'Chick Lit' Fuels Publishing Industry
N E W Y O R K, Aug. 30 -- — Bridget Jones's Diary, the 1998 best seller turned Hollywood hit, inspired a spate of similar tales, all starring imperfect career women looking for love.
This contemporary genre, known as "chick lit," short for chick literature, is now setting the pace for an otherwise struggling fiction industry.
"The mega authors — John Grisham, Michael Crichton, Tom Clancy — all have had a fall-off in sales," said Sessalee Hensley, fiction buyer for Barnes & Noble. "But the chick lit is growing, and they're growing exponentially."
In the $23 billion publishing industry, chick lit books earned publishers more than $71 million last year, and that's just the best sellers. Several publishers, including Harlequin, Broadway and Pocket Books, have created separate imprints to distribute the specialty titles.
The books feature everyday women in their 20s and 30s navigating their generation's challenges of balancing demanding careers with personal relationships.
"Nobody's got a great job," Hensley said. "Nobody has a perfect body, and God knows, none of them have perfect boyfriends."
‘Like Reading My Life Story’
The characters typically mirror the authors themselves. That's why 33-year-old Philadelphia writer Jennifer Weiner said chick literature captures a much more realistic side of women's lives. She believes it has an authenticity frequently missing from women's fiction of the past.
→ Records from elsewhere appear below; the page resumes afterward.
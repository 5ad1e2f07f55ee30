//! Watch sources: producers of "reload now" signals.
//!
//! A [`WatchSource`] is attached once, when its sentinel starts. Attaching
//! performs any fallible setup synchronously and returns a future that the
//! sentinel runs as its own task. The future emits [`Event::Reload`] through
//! the provided [`EventSender`] whenever the watched material may have changed,
//! and completes when:
//!
//! - the sentinel is stopping ([`EventSender::is_cancelled`]), returning `Ok(())`,
//! - the source has nothing more to report, returning `Ok(())`,
//! - or the underlying mechanism failed, returning a [`SourceError`].
//!
//! The sentinel turns the completion of the future into a final
//! [`Event::SourceClosed`] or [`Event::SourceError`], so events are always
//! consumed in emission order by a single control loop.
//!
//! Three implementations are provided:
//!
//! - [`FsWatchSource`]: directory change notifications, symlink-swap aware.
//! - [`PollSource`]: periodic `stat()` comparison (or unconditional reload).
//! - [`ManualSource`]: reloads triggered by application code.

use crate::error::{SetupError, SourceError};
use std::future::Future;
use std::pin::Pin;
use tokio::sync::mpsc;
use tokio_util::sync::CancellationToken;

pub(crate) mod detector;
mod fs;
mod manual;
mod poll;

pub use detector::{FsEvent, FsEventKind, WatchTarget};
pub use fs::FsWatchSource;
pub use manual::{ManualSource, ManualTrigger};
pub use poll::PollSource;

/// A signal consumed by a sentinel's control loop.
#[derive(Debug, Clone)]
pub enum Event {
    /// The watched material may have changed and should be reloaded.
    Reload,
    /// The source failed; no further events follow.
    SourceError(SourceError),
    /// The source finished without error; no further events follow.
    SourceClosed,
}

/// The running part of a watch source.
pub type SourceFuture = Pin<Box<dyn Future<Output = Result<(), SourceError>> + Send + 'static>>;

/// A producer of reload signals.
///
/// See the [module documentation](self) for the contract.
pub trait WatchSource: Send + 'static {
    /// Performs setup and returns the future that produces events.
    ///
    /// # Errors
    ///
    /// Returns a [`SetupError`] if the underlying mechanism cannot be attached
    /// (for example, the watched directory does not exist).
    fn attach(self: Box<Self>, events: EventSender) -> Result<SourceFuture, SetupError>;
}

/// Sending half of a sentinel's event channel.
///
/// Every send races against the sentinel's cancellation, so a source never
/// stays blocked on a full channel once the sentinel is stopping.
#[derive(Debug, Clone)]
pub struct EventSender {
    tx: mpsc::Sender<Event>,
    cancel: CancellationToken,
}

impl EventSender {
    pub(crate) fn new(tx: mpsc::Sender<Event>, cancel: CancellationToken) -> Self {
        Self { tx, cancel }
    }

    /// Requests a reload.
    ///
    /// Returns `false` if the sentinel is stopping and the request was dropped.
    pub async fn reload(&self) -> bool {
        self.send(Event::Reload).await
    }

    pub(crate) async fn send(&self, event: Event) -> bool {
        tokio::select! {
            biased;
            () = self.cancel.cancelled() => false,
            res = self.tx.send(event) => res.is_ok(),
        }
    }

    /// Completes once the sentinel requests the source to stop.
    pub async fn cancelled(&self) {
        self.cancel.cancelled().await;
    }

    /// Returns `true` once the sentinel requested the source to stop.
    pub fn is_cancelled(&self) -> bool {
        self.cancel.is_cancelled()
    }
}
"I think that for a long time, what women were getting were sort of the Jackie Collins, Judith Krantz kind of books — sex and shopping, glitz and glamour, heroines that were fun to read about, but just felt nothing like where you were in your life," Weiner said.
A turning point in Weiner's own life inspired her first novel, Good in Bed.
She started the project at age 28, when a rough breakup left her dejected and depressed. The former Philadelphia Inquirer reporter turned her blues into a best seller by basing the lead character on herself.